**** Exercise material ****

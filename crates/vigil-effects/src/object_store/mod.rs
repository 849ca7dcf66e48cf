//! Object store handlers

mod filesystem;
mod memory;

pub use filesystem::FilesystemObjectStoreHandler;
pub use memory::MemoryObjectStoreHandler;

use vigil_core::effects::ObjectStoreError;

/// Buckets are a single path component and never start with `.`
fn validate_bucket(bucket: &str) -> Result<(), ObjectStoreError> {
    validate_key(bucket)?;
    if bucket.contains('/') {
        return Err(ObjectStoreError::InvalidKey {
            reason: format!("bucket '{bucket}' must not contain '/'"),
        });
    }
    if bucket.starts_with('.') {
        return Err(ObjectStoreError::InvalidKey {
            reason: format!("bucket '{bucket}' must not start with '.'"),
        });
    }
    Ok(())
}

/// Keys may nest with `/` but must stay inside their bucket
fn validate_key(key: &str) -> Result<(), ObjectStoreError> {
    if key.is_empty() {
        return Err(ObjectStoreError::InvalidKey {
            reason: "Key cannot be empty".to_string(),
        });
    }
    if key.starts_with('/') || key.contains('\0') || key.split('/').any(|part| part == "..") {
        return Err(ObjectStoreError::InvalidKey {
            reason: format!("'{key}' contains invalid characters"),
        });
    }
    Ok(())
}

****

What the exercise asks
The expected answer is every line above in which the word "contains" appears.

Solved problem
    if bucket.contains('/') {
    if key.starts_with('/') || key.contains('\0') || key.split('/').any(|part| part == "..") {
            reason: format!("'{key}' contains invalid characters"),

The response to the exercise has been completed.